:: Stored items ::
╭──

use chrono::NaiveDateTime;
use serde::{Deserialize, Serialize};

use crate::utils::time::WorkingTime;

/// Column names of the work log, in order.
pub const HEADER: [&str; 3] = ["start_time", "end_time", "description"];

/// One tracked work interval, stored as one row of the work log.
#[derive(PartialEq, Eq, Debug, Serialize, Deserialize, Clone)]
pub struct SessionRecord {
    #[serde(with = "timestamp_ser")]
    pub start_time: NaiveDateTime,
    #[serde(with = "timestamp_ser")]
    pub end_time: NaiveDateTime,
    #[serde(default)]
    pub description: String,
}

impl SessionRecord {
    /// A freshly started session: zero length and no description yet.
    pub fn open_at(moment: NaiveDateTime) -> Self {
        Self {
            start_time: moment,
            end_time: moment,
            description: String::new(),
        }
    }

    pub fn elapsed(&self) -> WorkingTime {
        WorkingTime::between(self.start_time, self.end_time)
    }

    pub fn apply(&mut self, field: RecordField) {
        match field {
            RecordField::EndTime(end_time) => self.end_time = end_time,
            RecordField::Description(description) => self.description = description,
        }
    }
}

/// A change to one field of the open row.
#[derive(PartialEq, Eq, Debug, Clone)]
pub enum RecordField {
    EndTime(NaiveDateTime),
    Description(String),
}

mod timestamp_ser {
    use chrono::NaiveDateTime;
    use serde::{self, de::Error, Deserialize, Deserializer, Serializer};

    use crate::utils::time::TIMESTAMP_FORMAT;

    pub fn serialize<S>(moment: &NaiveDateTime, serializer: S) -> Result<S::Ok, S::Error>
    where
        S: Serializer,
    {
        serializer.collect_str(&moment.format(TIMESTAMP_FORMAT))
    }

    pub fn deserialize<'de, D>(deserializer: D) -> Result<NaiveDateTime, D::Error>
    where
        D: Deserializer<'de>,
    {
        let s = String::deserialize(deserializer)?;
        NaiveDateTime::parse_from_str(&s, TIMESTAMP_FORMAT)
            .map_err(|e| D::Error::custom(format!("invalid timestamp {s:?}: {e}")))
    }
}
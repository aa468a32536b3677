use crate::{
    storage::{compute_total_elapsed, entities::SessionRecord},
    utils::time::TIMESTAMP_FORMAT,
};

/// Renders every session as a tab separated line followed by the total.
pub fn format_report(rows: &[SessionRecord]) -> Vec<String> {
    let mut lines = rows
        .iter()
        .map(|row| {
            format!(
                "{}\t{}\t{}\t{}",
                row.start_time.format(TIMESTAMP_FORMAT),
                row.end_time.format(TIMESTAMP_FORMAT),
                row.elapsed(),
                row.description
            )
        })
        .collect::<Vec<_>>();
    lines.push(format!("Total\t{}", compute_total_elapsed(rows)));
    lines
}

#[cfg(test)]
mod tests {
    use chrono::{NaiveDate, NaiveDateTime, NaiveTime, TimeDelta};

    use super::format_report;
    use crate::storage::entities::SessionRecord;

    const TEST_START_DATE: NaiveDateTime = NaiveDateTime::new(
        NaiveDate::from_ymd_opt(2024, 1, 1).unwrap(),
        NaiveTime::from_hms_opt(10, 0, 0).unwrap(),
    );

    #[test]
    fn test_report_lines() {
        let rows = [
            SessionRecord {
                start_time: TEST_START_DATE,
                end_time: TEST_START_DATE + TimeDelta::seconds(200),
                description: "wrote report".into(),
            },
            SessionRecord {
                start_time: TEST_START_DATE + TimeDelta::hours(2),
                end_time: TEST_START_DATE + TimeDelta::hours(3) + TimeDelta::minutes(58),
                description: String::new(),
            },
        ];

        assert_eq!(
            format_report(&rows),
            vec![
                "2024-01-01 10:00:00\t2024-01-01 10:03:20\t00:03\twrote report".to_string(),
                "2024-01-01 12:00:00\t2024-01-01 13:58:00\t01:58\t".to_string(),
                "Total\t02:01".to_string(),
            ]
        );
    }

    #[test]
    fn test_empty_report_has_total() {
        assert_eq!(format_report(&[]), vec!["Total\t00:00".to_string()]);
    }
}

╰──

Copy out each record, keeping every word as it is.

:: Exercise solution ::
use chrono::NaiveDateTime;
use serde::{Deserialize, Serialize};

use crate::utils::time::WorkingTime;

/// Column names of the work log, in order.
pub const HEADER: [&str; 3] = ["start_time", "end_time", "description"];

/// One tracked work interval, stored as one row of the work log.
#[derive(PartialEq, Eq, Debug, Serialize, Deserialize, Clone)]
pub struct SessionRecord {
    #[serde(with = "timestamp_ser")]
    pub start_time: NaiveDateTime,
    #[serde(with = "timestamp_ser")]
    pub end_time: NaiveDateTime,
    #[serde(default)]
    pub description: String,
}

impl SessionRecord {
    /// A freshly started session: zero length and no description yet.
    pub fn open_at(moment: NaiveDateTime) -> Self {
        Self {
            start_time: moment,
            end_time: moment,
            description: String::new(),
        }
    }

    pub fn elapsed(&self) -> WorkingTime {
        WorkingTime::between(self.start_time, self.end_time)
    }

    pub fn apply(&mut self, field: RecordField) {
        match field {
            RecordField::EndTime(end_time) => self.end_time = end_time,
            RecordField::Description(description) => self.description = description,
        }
    }
}

/// A change to one field of the open row.
#[derive(PartialEq, Eq, Debug, Clone)]
pub enum RecordField {
    EndTime(NaiveDateTime),
    Description(String),
}

mod timestamp_ser {
    use chrono::NaiveDateTime;
    use serde::{self, de::Error, Deserialize, Deserializer, Serializer};

    use crate::utils::time::TIMESTAMP_FORMAT;

    pub fn serialize<S>(moment: &NaiveDateTime, serializer: S) -> Result<S::Ok, S::Error>
    where
        S: Serializer,
    {
        serializer.collect_str(&moment.format(TIMESTAMP_FORMAT))
    }

    pub fn deserialize<'de, D>(deserializer: D) -> Result<NaiveDateTime, D::Error>
    where
        D: Deserializer<'de>,
    {
        let s = String::deserialize(deserializer)?;
        NaiveDateTime::parse_from_str(&s, TIMESTAMP_FORMAT)
            .map_err(|e| D::Error::custom(format!("invalid timestamp {s:?}: {e}")))
    }
}
repository aa468a32536b3677
use crate::{
    storage::{compute_total_elapsed, entities::SessionRecord},
    utils::time::TIMESTAMP_FORMAT,
};

/// Renders every session as a tab separated line followed by the total.
pub fn format_report(rows: &[SessionRecord]) -> Vec<String> {
    let mut lines = rows
        .iter()
        .map(|row| {
            format!(
                "{}\t{}\t{}\t{}",
                row.start_time.format(TIMESTAMP_FORMAT),
                row.end_time.format(TIMESTAMP_FORMAT),
                row.elapsed(),
                row.description
            )
        })
        .collect::<Vec<_>>();
    lines.push(format!("Total\t{}", compute_total_elapsed(rows)));
    lines
}

#[cfg(test)]
mod tests {
    use chrono::{NaiveDate, NaiveDateTime, NaiveTime, TimeDelta};

    use super::format_report;
    use crate::storage::entities::SessionRecord;

    const TEST_START_DATE: NaiveDateTime = NaiveDateTime::new(
        NaiveDate::from_ymd_opt(2024, 1, 1).unwrap(),
        NaiveTime::from_hms_opt(10, 0, 0).unwrap(),
    );

    #[test]
    fn test_report_lines() {
        let rows = [
            SessionRecord {
                start_time: TEST_START_DATE,
                end_time: TEST_START_DATE + TimeDelta::seconds(200),
                description: "wrote report".into(),
            },
            SessionRecord {
                start_time: TEST_START_DATE + TimeDelta::hours(2),
                end_time: TEST_START_DATE + TimeDelta::hours(3) + TimeDelta::minutes(58),
                description: String::new(),
            },
        ];

        assert_eq!(
            format_report(&rows),
            vec![
                "2024-01-01 10:00:00\t2024-01-01 10:03:20\t00:03\twrote report".to_string(),
                "2024-01-01 12:00:00\t2024-01-01 13:58:00\t01:58\t".to_string(),
                "Total\t02:01".to_string(),
            ]
        );
    }

    #[test]
    fn test_empty_report_has_total() {
        assert_eq!(format_report(&[]), vec!["Total\t00:00".to_string()]);
    }
}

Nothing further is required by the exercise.